As an unpublished writer, I hesitate to pen this review because, well, karma.
But I assume that if one has decided to become an author than they’ve prepared themselves for sentences like the one I am about to write…
This book is stupid.
Virtually the first 200 plus page novel I’ve taken a chance on since The Coldest Winter Ever and all I can say is what a waste. I’ll stick with self-help.
I could’ve picked a million other books. I could’ve picked one that changed my life. I could’ve picked my nose and found more useful nuggets than what the author, Ottessa Moshfegh offered.
But no. Here I am, writing a review for a book I very well could’ve skipped.
First of all, I bought this book for one reason; the cover was cute. Dassit.
With it’s bold, hot pink lettering reminiscent of a rave, sitting atop a sullen white woman reminiscent of Virginia Woolf – the contrast caught my eye. Was it a period piece? A rom-com? I had to know.
Now before you cliche me to death with how you shouldn’t judge a book by its blah, blah, blah, my second draw was the title – as I too desire a year of rest and relaxation.
I wanted to know how she did it. What’d she have to go through to get such a luxury? What was it like? And whether I could ever be a potential candidate for this literary experiment.
So I bought it and within the first few pages, my question was answered. No. No, you may not rest and relax for one year Destiny. You unlike the main character of this book are not a trust fund baby who received a large enough inheritance to sloth around for a year. And now that I’m thinking of it, even if I did, this is not how I would spend my time, my money my….I digress.
I should’ve stopped there. I should’ve known this book was not for me then. I’m a poor, single mother who fights the air every first of the month before walking into the leasing office to pay my rent, annoyed that they just demanded this same task of me 30 days before.
But I kept going because the character was a bitch and even though we had differing backgrounds, I figured at some point she’d redeem herself. At some point, she’d learn a lesson. At some point, she’d hit a fork in the road and have to make a decision about her life – a decision that will somehow inherently force me to change my own.
Isn’t that how books work? We see ourselves in the characters and then wahlah – an epiphany, a paradigm shift, a permanent change? Something resonates. Something clicks. Life suddenly becomes clearer because of the experiences the author has lent.
Nope. Not here in My Year of Rest & Relaxation.
And while the writing is tight and clear-cut, the subject is vapid and hazy, much like the main character who spends page after page ingesting pills, being cynical and mad unmotivated.
Mmk. So I just reread that sentence and on second thought maybe me and this chick do have something in common, but here’s the difference – I actually have redeeming qualities. In fact, I have like eight and if you feed me I’ll show you two.
This bitch though? This bitch has none. And she remained a bitch up until the last two pages which in my “unpublished writer” opinion were the best two pages within this hardcover.
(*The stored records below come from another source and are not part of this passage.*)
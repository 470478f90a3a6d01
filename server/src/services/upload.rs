//! Image upload storage on the local filesystem

use std::path::{Path, PathBuf};

use axum::body::Bytes;
use chrono::Utc;
use uuid::Uuid;

use crate::error::AppError;

/// Maximum number of images accepted in one upload request.
pub const MAX_IMAGES: usize = 5;

/// Maximum size of a single image.
pub const MAX_IMAGE_BYTES: usize = 5 * 1024 * 1024;

/// Public URL prefix under which stored files are served.
pub const PUBLIC_PREFIX: &str = "/uploads";

/// One file received from a multipart form
#[derive(Debug, Clone)]
pub struct UploadedFile {
    pub file_name: Option<String>,
    pub content_type: Option<String>,
    pub bytes: Bytes,
}

pub struct UploadService {
    dir: PathBuf,
}

impl UploadService {
    pub fn new(dir: impl Into<PathBuf>) -> Self {
        Self { dir: dir.into() }
    }

    pub fn dir(&self) -> &Path {
        &self.dir
    }

    /// Create the upload directory if it does not exist yet
    pub async fn ensure_dir(&self) -> Result<(), AppError> {
        tokio::fs::create_dir_all(&self.dir).await.map_err(|e| {
            AppError::Internal(format!("cannot create {}: {e}", self.dir.display()))
        })
    }

    /// Validate and persist a batch of images, returning their public URLs.
    /// Nothing is written unless every file passes validation.
    pub async fn store_images(&self, files: Vec<UploadedFile>) -> Result<Vec<String>, AppError> {
        if files.is_empty() {
            return Err(AppError::invalid_request("No files were uploaded."));
        }
        if files.len() > MAX_IMAGES {
            return Err(AppError::invalid_request(format!(
                "You can upload at most {MAX_IMAGES} images."
            )));
        }
        if let Some(bad) = files.iter().find(|f| !is_image(f.content_type.as_deref())) {
            return Err(AppError::invalid_request(format!(
                "Only image files are allowed ({}).",
                bad.file_name.as_deref().unwrap_or("unnamed")
            )));
        }

        if let Some(big) = files.iter().find(|f| f.bytes.len() > MAX_IMAGE_BYTES) {
            return Err(AppError::invalid_request(format!(
                "Each image must be at most {} MB ({} is too large).",
                MAX_IMAGE_BYTES / (1024 * 1024),
                big.file_name.as_deref().unwrap_or("unnamed")
            )));
        }

        self.ensure_dir().await?;

        let mut urls = Vec::with_capacity(files.len());
        for file in files {
            let name = stored_name(file.file_name.as_deref());
            let path = self.dir.join(&name);
            tokio::fs::write(&path, &file.bytes).await.map_err(|e| {
                AppError::Internal(format!("cannot write {}: {e}", path.display()))
            })?;
            tracing::debug!(file = %name, bytes = file.bytes.len(), "image stored");
            urls.push(format!("{PUBLIC_PREFIX}/{name}"));
        }
        Ok(urls)
    }
}

fn is_image(content_type: Option<&str>) -> bool {
    content_type.is_some_and(|ct| ct.starts_with("image/"))
}

/// `<millis>-<random>-<sanitised original name>`
fn stored_name(original: Option<&str>) -> String {
    let token = Uuid::new_v4().simple().to_string();
    format!(
        "{}-{}-{}",
        Utc::now().timestamp_millis(),
        &token[..8],
        sanitize(original.unwrap_or("image"))
    )
}

/// Keep only the final path component and replace anything outside
/// `[A-Za-z0-9._-]`.
fn sanitize(name: &str) -> String {
    let base = name.rsplit(['/', '\\']).next().unwrap_or_default();
    let cleaned: String = base
        .chars()
        .map(|c| {
            if c.is_ascii_alphanumeric() || matches!(c, '.' | '_' | '-') {
                c
            } else {
                '_'
            }
        })
        .collect();
    let cleaned = cleaned.trim_start_matches('.');
    if cleaned.is_empty() {
        "image".to_owned()
    } else {
        cleaned.to_owned()
    }
}

#[cfg(test)]
mod tests {
    use super::*;
    use rstest::rstest;

    fn png(name: &str) -> UploadedFile {
        UploadedFile {
            file_name: Some(name.to_owned()),
            content_type: Some("image/png".to_owned()),
            bytes: Bytes::from_static(b"\x89PNG"),
        }
    }

    #[rstest]
    #[case("photo.jpg", "photo.jpg")]
    #[case("../../etc/passwd", "passwd")]
    #[case("C:\\Users\\me\\my shirt.png", "my_shirt.png")]
    #[case("..", "image")]
    #[case(".hidden.png", "hidden.png")]
    fn sanitizes_file_names(#[case] input: &str, #[case] expected: &str) {
        assert_eq!(sanitize(input), expected);
    }

    #[tokio::test]
    async fn stores_files_and_returns_public_urls() {
        let dir = tempfile::tempdir().unwrap();
        let uploads = UploadService::new(dir.path().join("uploads"));

        let urls = uploads
            .store_images(vec![png("front.png"), png("back.png")])
            .await
            .unwrap();

        assert_eq!(urls.len(), 2);
        for url in &urls {
            let name = url.strip_prefix("/uploads/").unwrap();
            let written = std::fs::read(uploads.dir().join(name)).unwrap();
            assert_eq!(written, b"\x89PNG");
        }
        assert!(urls[0].ends_with("-front.png"));
    }

    #[tokio::test]
    async fn empty_batch_is_rejected() {
        let dir = tempfile::tempdir().unwrap();
        let err = UploadService::new(dir.path())
            .store_images(vec![])
            .await
            .unwrap_err();
        assert!(matches!(err, AppError::InvalidRequest(ref m) if m == "No files were uploaded."));
    }

    #[tokio::test]
    async fn too_many_files_are_rejected() {
        let dir = tempfile::tempdir().unwrap();
        let files = (0..=MAX_IMAGES).map(|i| png(&format!("{i}.png"))).collect();
        let err = UploadService::new(dir.path())
            .store_images(files)
            .await
            .unwrap_err();
        assert!(matches!(err, AppError::InvalidRequest(_)));
    }

    #[tokio::test]
    async fn non_images_abort_the_whole_batch() {
        let dir = tempfile::tempdir().unwrap();
        let uploads = UploadService::new(dir.path().join("uploads"));
        let script = UploadedFile {
            file_name: Some("run.sh".into()),
            content_type: Some("text/x-shellscript".into()),
            bytes: Bytes::from_static(b"#!/bin/sh"),
        };

        let err = uploads
            .store_images(vec![png("ok.png"), script])
            .await
            .unwrap_err();
        assert!(matches!(err, AppError::InvalidRequest(_)));
        assert!(!uploads.dir().exists());
    }

    #[tokio::test]
    async fn oversized_images_are_rejected_before_anything_is_written() {
        let dir = tempfile::tempdir().unwrap();
        let uploads = UploadService::new(dir.path().join("uploads"));
        let huge = UploadedFile {
            file_name: Some("huge.png".into()),
            content_type: Some("image/png".into()),
            bytes: Bytes::from(vec![0u8; MAX_IMAGE_BYTES + 1]),
        };

        let err = uploads
            .store_images(vec![png("small.png"), huge])
            .await
            .unwrap_err();
        assert!(matches!(err, AppError::InvalidRequest(_)));
        assert!(!uploads.dir().exists());
    }

    #[tokio::test]
    async fn image_at_the_size_limit_is_accepted() {
        let dir = tempfile::tempdir().unwrap();
        let exact = UploadedFile {
            file_name: Some("exact.png".into()),
            content_type: Some("image/png".into()),
            bytes: Bytes::from(vec![0u8; MAX_IMAGE_BYTES]),
        };

        let urls = UploadService::new(dir.path())
            .store_images(vec![exact])
            .await
            .unwrap();
        assert_eq!(urls.len(), 1);
    }
}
In short. The beginning is interesting. You wanna know about her past, how she came upon this idea and how her life would change as a result. By the middle, you find that those questions go largely unanswered and don’t care if this waif lives or dies. All you want is for it to end. And after eight tedious chapters, it eventually does. But even that feels rushed – like a Game of Thrones ending except in this case you were never really invested in the characters and storylines anyway, so couldn’t care less.
My Year of Rest of Relaxation is a drug. Not in a sense that you can’t put it down, but more like it’ll make you sad, moody and to the right/wrong person suicidal if not equipped with the correct coping mechanisms.
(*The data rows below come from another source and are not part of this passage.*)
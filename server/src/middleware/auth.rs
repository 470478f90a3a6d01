//! Token authentication extractors.
//!
//! A token may be presented either as `Authorization: Bearer <jwt>` or in
//! the `x-auth-token` header.

use std::sync::Arc;

use axum::async_trait;
use axum::extract::{FromRef, FromRequestParts};
use axum::http::request::Parts;
use axum::RequestPartsExt;
use axum_extra::TypedHeader;
use headers::authorization::Bearer;
use headers::Authorization;

use crate::error::AppError;
use crate::policy::Actor;
use crate::services::AuthService;

pub const TOKEN_HEADER: &str = "x-auth-token";

/// Caller identified by a valid token; rejects the request otherwise
#[derive(Debug, Clone, Copy)]
pub struct AuthenticatedUser(pub Actor);

/// Caller identity when a valid token was presented
#[derive(Debug, Clone, Copy)]
pub struct OptionalUser(pub Option<Actor>);

#[async_trait]
impl<S> FromRequestParts<S> for AuthenticatedUser
where
    Arc<AuthService>: FromRef<S>,
    S: Send + Sync,
{
    type Rejection = AppError;

    async fn from_request_parts(parts: &mut Parts, state: &S) -> Result<Self, Self::Rejection> {
        let token = presented_token(parts)
            .await
            .ok_or_else(|| AppError::Unauthorized("No token, authorization denied".to_owned()))?;

        let auth = Arc::<AuthService>::from_ref(state);
        auth.verify_token(&token).map(AuthenticatedUser)
    }
}

#[async_trait]
impl<S> FromRequestParts<S> for OptionalUser
where
    Arc<AuthService>: FromRef<S>,
    S: Send + Sync,
{
    type Rejection = AppError;

    async fn from_request_parts(parts: &mut Parts, state: &S) -> Result<Self, Self::Rejection> {
        let Some(token) = presented_token(parts).await else {
            return Ok(OptionalUser(None));
        };

        let auth = Arc::<AuthService>::from_ref(state);
        match auth.verify_token(&token) {
            Ok(actor) => Ok(OptionalUser(Some(actor))),
            Err(_) => {
                // Public routes treat a bad token like no token.
                tracing::debug!("ignoring invalid token on public route");
                Ok(OptionalUser(None))
            }
        }
    }
}

async fn presented_token(parts: &mut Parts) -> Option<String> {
    let bearer = parts
        .extract::<Option<TypedHeader<Authorization<Bearer>>>>()
        .await
        .ok()
        .flatten()
        .map(|TypedHeader(authorization)| authorization.token().to_owned());

    bearer
        .or_else(|| {
            parts
                .headers
                .get(TOKEN_HEADER)
                .and_then(|value| value.to_str().ok())
                .map(|value| value.trim().to_owned())
        })
        .filter(|token| !token.is_empty())
}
It’s gotten alotta praise to which I can only attribute to – the author has alotta friends — alotta friends that don’t mind writing Amazon reviews, alotta friends that work at Slate, Buzzfeed, HuffPost and, all the other millennial media markets that matter. And maybe even a grandma that works at the front desk of the Pulitzer Prize office? As I hear this god-awful story was at one time a contender for the prestigious award.
My recommendation? If you, yourself are ever granted the luxury of a year of rest and relaxation, go ahead – read this book. You have nothing else to do. (Shrug) Why not?
But if you, like most Americans got shit-to-do – good & important shit like, picking your nose, for instance, do that.
Addendum: I wrote this review in the summer of 2019 when the idea that anyone would ever be granted a year of rest and relaxation was preposterous.
Haven’t thought about it much since then. Now, we’re nearly two months into quarantine and it crosses my mind once a week.
As a reader, I wonder if this is what the main character wanted all along – to live in a semi-isolated world that had finally slowed down to her pace. If so. Touche Moshfegh, touche.
As an “aspiring writer”, I wonder if I can pen a book so timely that it not only intrigues new readers , but forces old ones to revisit. If so, Touche Moshfegh, touche.